Se trata de ver, y escuchar, no solo con los ojos o con los sentidos, sino también con una luz interior que empuja a reconocer lo que los sentidos externos atestiguan como dato objetivo. Pablo da por ello -igual que los cuatro Evangelios- relevancia singular al tema de las apariciones, que son condición fundamental para la fe en el Resucitado que ha dejado la tumba vacía. Dos hechos son de capital importancia, sin duda: la tumba está vacía y Jesús se apareció realmente. Se constituye así esa cadena de la tradición que, a través del testimonio apostólico y de los primeros discípulos, llegará hasta nosotros.

En cuanto a consecuencias del hecho de la resurrección, la primera se centra en predicar la resurrección de Cristo como síntesis del anuncio evangélico y punto culminante de un itinerario salvífico. Pablo lo hace todo esto en distintas ocasiones, claro: valga consultar las Cartas y los Hechos de los Apóstoles.

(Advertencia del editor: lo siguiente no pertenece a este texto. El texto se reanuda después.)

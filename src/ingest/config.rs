//! Analysis and output configuration.
//!
//! Defaults reproduce the reference heuristic. A TOML file may override
//! any subset of fields; missing sections fall back to defaults.

use serde::{Deserialize, Serialize};
use std::path::{Path, PathBuf};

use crate::analysis::{validate_window, InvalidWindowSize, DEFAULT_WINDOW};
use crate::classification::{HeuristicRules, RulesError};

/// Settings for a single analysis pass.
#[derive(Debug, Clone, PartialEq, Eq, Serialize, Deserialize)]
#[serde(default)]
pub struct AnalysisConfig {
    /// Monte Carlo window size in bytes.
    pub window_size: usize,
    /// Size of each sequential read from the input.
    pub read_buffer_size: usize,
}

impl Default for AnalysisConfig {
    fn default() -> Self {
        Self {
            window_size: DEFAULT_WINDOW,
            read_buffer_size: 64 * 1024,
        }
    }
}

impl AnalysisConfig {
    /// Validates the configuration parameters.
    pub fn validate(&self) -> Result<(), ConfigError> {
        validate_window(self.window_size)?;
        if self.read_buffer_size == 0 {
            return Err(ConfigError::InvalidBufferSize);
        }
        Ok(())
    }
}

/// Report rendering.
#[derive(Debug, Clone, Copy, Default, PartialEq, Eq, Serialize, Deserialize)]
#[serde(rename_all = "lowercase")]
pub enum OutputFormat {
    /// Human-readable lines.
    #[default]
    Text,
    /// A TOML document with one table per input.
    Toml,
}

/// Output configuration.
#[derive(Debug, Clone, Default, PartialEq, Eq, Serialize, Deserialize)]
#[serde(default)]
pub struct OutputConfig {
    /// Report format.
    pub format: OutputFormat,
    /// Print all 256 byte counters after each text report.
    pub show_histogram: bool,
    /// Write Prometheus text-format metrics here after the run.
    pub metrics_file: Option<PathBuf>,
}

/// Configuration validation errors.
#[derive(Debug, Clone, PartialEq, thiserror::Error)]
pub enum ConfigError {
    #[error(transparent)]
    InvalidWindow(#[from] InvalidWindowSize),
    #[error("read buffer size must be greater than zero")]
    InvalidBufferSize,
    #[error("invalid heuristic rules: {0}")]
    InvalidRules(#[from] RulesError),
    #[error("failed to read config file: {0}")]
    FileReadError(String),
    #[error("failed to parse config file: {0}")]
    ParseError(String),
}

/// Full configuration file format.
#[derive(Debug, Clone, Default, PartialEq, Serialize, Deserialize)]
pub struct FileConfig {
    #[serde(default)]
    pub analysis: AnalysisConfig,
    #[serde(default)]
    pub heuristic: HeuristicRules,
    #[serde(default)]
    pub output: OutputConfig,
}

impl FileConfig {
    /// Loads configuration from a TOML file.
    pub fn from_file(path: impl AsRef<Path>) -> Result<Self, ConfigError> {
        let content = std::fs::read_to_string(path.as_ref())
            .map_err(|e| ConfigError::FileReadError(e.to_string()))?;
        Self::from_toml(&content)
    }

    /// Parses and validates configuration from TOML text.
    pub fn from_toml(content: &str) -> Result<Self, ConfigError> {
        let config: FileConfig =
            toml::from_str(content).map_err(|e| ConfigError::ParseError(e.to_string()))?;
        config.validate()?;
        Ok(config)
    }

    /// Validates every section.
    pub fn validate(&self) -> Result<(), ConfigError> {
        self.analysis.validate()?;
        self.heuristic.validate()?;
        Ok(())
    }
}

#[cfg(test)]
mod tests {
    use super::*;

    #[test]
    fn test_default_config_valid() {
        assert!(FileConfig::default().validate().is_ok());
    }

    #[test]
    fn test_odd_window_invalid() {
        let config = AnalysisConfig {
            window_size: 7,
            ..Default::default()
        };
        assert_eq!(config.validate(), Err(ConfigError::InvalidWindow(InvalidWindowSize(7))));
    }

    #[test]
    fn test_zero_buffer_invalid() {
        let config = AnalysisConfig {
            read_buffer_size: 0,
            ..Default::default()
        };
        assert_eq!(config.validate(), Err(ConfigError::InvalidBufferSize));
    }

    #[test]
    fn test_partial_toml_uses_defaults() {
        let config = FileConfig::from_toml(
            r#"
            [analysis]
            window_size = 8

            [heuristic]
            reset_pi_error = 25.0

            [output]
            format = "toml"
            "#,
        )
        .unwrap();

        assert_eq!(config.analysis.window_size, 8);
        assert_eq!(config.analysis.read_buffer_size, 64 * 1024);
        assert_eq!(config.heuristic.reset_pi_error, 25.0);
        assert_eq!(config.heuristic.chi_square_reference, 300.0);
        assert_eq!(config.output.format, OutputFormat::Toml);
        assert!(!config.output.show_histogram);
    }

    #[test]
    fn test_empty_toml_is_default() {
        assert_eq!(FileConfig::from_toml("").unwrap(), FileConfig::default());
    }

    #[test]
    fn test_invalid_rules_in_file() {
        let result = FileConfig::from_toml("[heuristic]\ncap = 150\n");
        assert!(matches!(result, Err(ConfigError::InvalidRules(_))));
    }

    #[test]
    fn test_malformed_toml() {
        let result = FileConfig::from_toml("[analysis\nwindow_size = 6");
        assert!(matches!(result, Err(ConfigError::ParseError(_))));
    }

    #[test]
    fn test_missing_file() {
        let result = FileConfig::from_file("/nonexistent/encdetect.toml");
        assert!(matches!(result, Err(ConfigError::FileReadError(_))));
    }
}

En ellos se ve siempre que el punto esencial es, para el Apóstol, ser testigo de la resurrección. He aquí un solo texto: Arrestado en Jerusalén, Pablo comparece ante el Sanedrín como acusado a vida o muerte: «por esperar la resurrección de los muertos se me juzga» (Hch 23,6), dice y continuamente lo repite en sus Cartas (cf. 1 Ts 1,9s; 4,14-18; 5,10) apelando a su encuentro personal con Cristo resucitado (cf. Gal 1,15-16; 1 Co 9,1).

Con la resurrección -y tenemos así otra consecuencia- inicia el anuncio del Evangelio de Cristo a todos los pueblos, comienza el Reino de Cristo. La resurrección desvela definitivamente cuál es la identidad y la dignidad incomparable y altísima del Crucificado: Jesús es Dios, Señor de vivos y muertos.

Vivir la fe, la verdad y el amor en Jesucristo implica renuncias diarias y sufrimientos frecuentes, por supuesto. El cristianismo no es el camino de la comodidad; es, al contrario, una escalada exigente, iluminada por la luz de Cristo y por su gran esperanza.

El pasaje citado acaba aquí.